As a general rule, the HSR Act requires both “Acquiring Persons” and “Acquired Persons” (as defined in the HSR Act) to file notifications if the following post-adjustment jurisdictional thresholds are met:
Conditions 1 and 2 are generally referred to as the “size of person” test, while conditions 3 and 4 are commonly described as the “size of transaction” test.
The HSR Act rules relating to acquisitions of partnership interests and membership interests in a limited liability company (LLC) remain the same. Only acquisitions of economic control in an LLC or partnership may be reportable. “Control” is defined as having a right to 50% or more of the profits of a partnership or LLC or 50% or more of the assets upon the dissolution of such entity.

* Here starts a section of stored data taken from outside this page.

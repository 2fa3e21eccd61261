//! Relative pose of two cameras from frames in which both see the board.

use crate::board::BoardModel;
use crate::calibration::covisibility::CovisibilityGraph;
use crate::camera::RadTanModel;
use crate::config::ExtrinsicConfig;
use crate::detection::DetectionStore;
use crate::error::CalibrationError;
use crate::exclusion::ExclusionSet;
use crate::geometry::RigidTransform;
use crate::optimization::estimate_board_pose;

use log::{debug, info};
use nalgebra::Vector3;
use serde::{Deserialize, Serialize};

/// Parent-to-child transform of one spanning-tree edge: `X_child = R · X_parent + t`.
#[derive(Debug, Clone, Copy, PartialEq, Serialize, Deserialize)]
pub struct RelativePose {
    pub parent: usize,
    pub child: usize,
    pub transform: RigidTransform,
    /// RMS deviation of the per-frame translations from their mean.
    pub error: f64,
    /// Frames that contributed a valid pose pair.
    pub frames: usize,
}

fn board_pose(
    store: &DetectionStore,
    board: &BoardModel,
    model: &RadTanModel,
    camera: usize,
    frame: u32,
    config: &ExtrinsicConfig,
) -> Result<RigidTransform, CalibrationError> {
    let detection = store.get(camera, frame).ok_or_else(|| {
        CalibrationError::MalformedInput(format!(
            "camera '{}' has no detection in frame {frame}",
            store.camera_name(camera)
        ))
    })?;
    let (points3d, points2d) = board.object_points(detection);
    let (pose, _) = estimate_board_pose(
        model,
        &points3d,
        &points2d,
        config.min_pose_corners,
        config.max_iterations,
    )?;
    Ok(pose)
}

/// Estimates the `parent -> child` transform.
///
/// Per covisible, non-excluded frame the board pose is estimated in both
/// cameras and `T_child · T_parent⁻¹` taken. The rotations are averaged as
/// axis-angle vectors, which is adequate while the per-frame estimates agree
/// closely; the translations are averaged arithmetically.
///
/// # Arguments
///
/// * `graph` - Covisibility graph supplying the frames of the edge.
/// * `exclusions` - Extrinsic exclusions applied to those frames.
/// * `parent`, `parent_model` - Camera closer to the reference and its
///   intrinsic model.
/// * `child`, `child_model` - Camera being attached and its model.
/// * `config` - Minimum frame count and pose estimation settings.
///
/// # Errors
///
/// * [`CalibrationError::InsufficientEdgeFrames`]: If fewer than
///   `config.min_edge_frames` frames remain after exclusions, or no frame
///   yields a board pose in both cameras.
#[allow(clippy::too_many_arguments)]
pub fn estimate_relative_pose(
    store: &DetectionStore,
    board: &BoardModel,
    graph: &CovisibilityGraph,
    exclusions: &ExclusionSet,
    parent: usize,
    parent_model: &RadTanModel,
    child: usize,
    child_model: &RadTanModel,
    config: &ExtrinsicConfig,
) -> Result<RelativePose, CalibrationError> {
    let insufficient = |available: usize| CalibrationError::InsufficientEdgeFrames {
        parent: store.camera_name(parent),
        child: store.camera_name(child),
        available,
        required: config.min_edge_frames,
    };

    let frames: Vec<u32> = graph
        .edge(parent, child)
        .iter()
        .map(|covisible| covisible.frame)
        .filter(|frame| !exclusions.is_extrinsic_excluded(*frame))
        .collect();
    if frames.len() < config.min_edge_frames {
        return Err(insufficient(frames.len()));
    }

    let mut relatives = Vec::with_capacity(frames.len());
    for frame in &frames {
        let pair = board_pose(store, board, parent_model, parent, *frame, config).and_then(|a| {
            board_pose(store, board, child_model, child, *frame, config).map(|b| (a, b))
        });
        match pair {
            Ok((board_in_parent, board_in_child)) => {
                let relative = board_in_child.compose(&board_in_parent.inverse());
                if relative.is_finite() {
                    relatives.push(relative);
                }
            }
            Err(err) => debug!(
                "Edge '{}' -> '{}', frame {frame}: skipped ({err})",
                store.camera_name(parent),
                store.camera_name(child)
            ),
        }
    }
    if relatives.is_empty() {
        return Err(insufficient(0));
    }

    let count = relatives.len() as f64;
    let mean_rvec = relatives
        .iter()
        .fold(Vector3::zeros(), |acc, r| acc + r.axis_angle())
        / count;
    let mean_t = relatives
        .iter()
        .fold(Vector3::zeros(), |acc, r| acc + r.translation)
        / count;
    let error = (relatives
        .iter()
        .map(|r| (r.translation - mean_t).norm_squared())
        .sum::<f64>()
        / count)
        .sqrt();

    info!(
        "Edge '{}' -> '{}': {} frame(s), translation spread {:.6}",
        store.camera_name(parent),
        store.camera_name(child),
        relatives.len(),
        error
    );

    Ok(RelativePose {
        parent,
        child,
        transform: RigidTransform::from_axis_angle(&mean_rvec, mean_t),
        error,
        frames: relatives.len(),
    })
}

#[cfg(test)]
mod tests {
    use super::*;
    use crate::calibration::covisibility::build_covisibility_graph;
    use crate::test_utils::SyntheticRig;
    use approx::assert_relative_eq;

    #[test]
    fn test_relative_pose_matches_ground_truth() {
        let rig = SyntheticRig::four_cameras();
        let store = rig.detections();
        let config = ExtrinsicConfig::default();
        let exclusions = ExclusionSet::new();
        let graph = build_covisibility_graph(&store, &rig.board, &exclusions, 6);

        let relative = estimate_relative_pose(
            &store,
            &rig.board,
            &graph,
            &exclusions,
            0,
            &rig.cameras[0].model,
            2,
            &rig.cameras[2].model,
            &config,
        )
        .unwrap();

        let truth = rig.cameras[2]
            .extrinsic
            .compose(&rig.cameras[0].extrinsic.inverse());
        assert_eq!(relative.frames, rig.frames.len());
        assert_relative_eq!(relative.transform.rotation, truth.rotation, epsilon = 1e-6);
        assert_relative_eq!(relative.transform.translation, truth.translation, epsilon = 1e-6);
        assert!(relative.error < 1e-6);
    }

    #[test]
    fn test_too_few_edge_frames() {
        let rig = SyntheticRig::four_cameras();
        let store = rig.detections_for_frames(&rig.frames[..1]);
        let exclusions = ExclusionSet::new();
        let graph = build_covisibility_graph(&store, &rig.board, &exclusions, 6);

        let err = estimate_relative_pose(
            &store,
            &rig.board,
            &graph,
            &exclusions,
            0,
            &rig.cameras[0].model,
            1,
            &rig.cameras[1].model,
            &ExtrinsicConfig::default(),
        )
        .unwrap_err();
        assert_eq!(
            err,
            CalibrationError::InsufficientEdgeFrames {
                parent: "cam0".to_string(),
                child: "cam1".to_string(),
                available: 1,
                required: 2,
            }
        );
    }
}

The figures below represent the new “as adjusted” size of transaction thresholds. The table illustrates the year over year changes.
Current Threshold |
“As Adjusted” Threshold |
$20.2 million |
$22.3 million |
$101 million |
$111.4 million |
$202 million |
$222.7 million |
$403.9 million |
$445.5 million |
$1.0098 billion |
$1.1137 billion |
The size of person and size of transaction threshold changes are being implemented pursuant to the 2000 amendments to Section 7A of the Clayton Antitrust Act. Section 7A(a)(2) of the Clayton Antitrust Act requires the FTC to revise the jurisdictional thresholds annually, based on the change in gross national product, in accordance with Section 8(a)(5). The revised thresholds will apply to all transactions that close on or after the effective date of the notice (30 days after the pending publication in the Federal Register).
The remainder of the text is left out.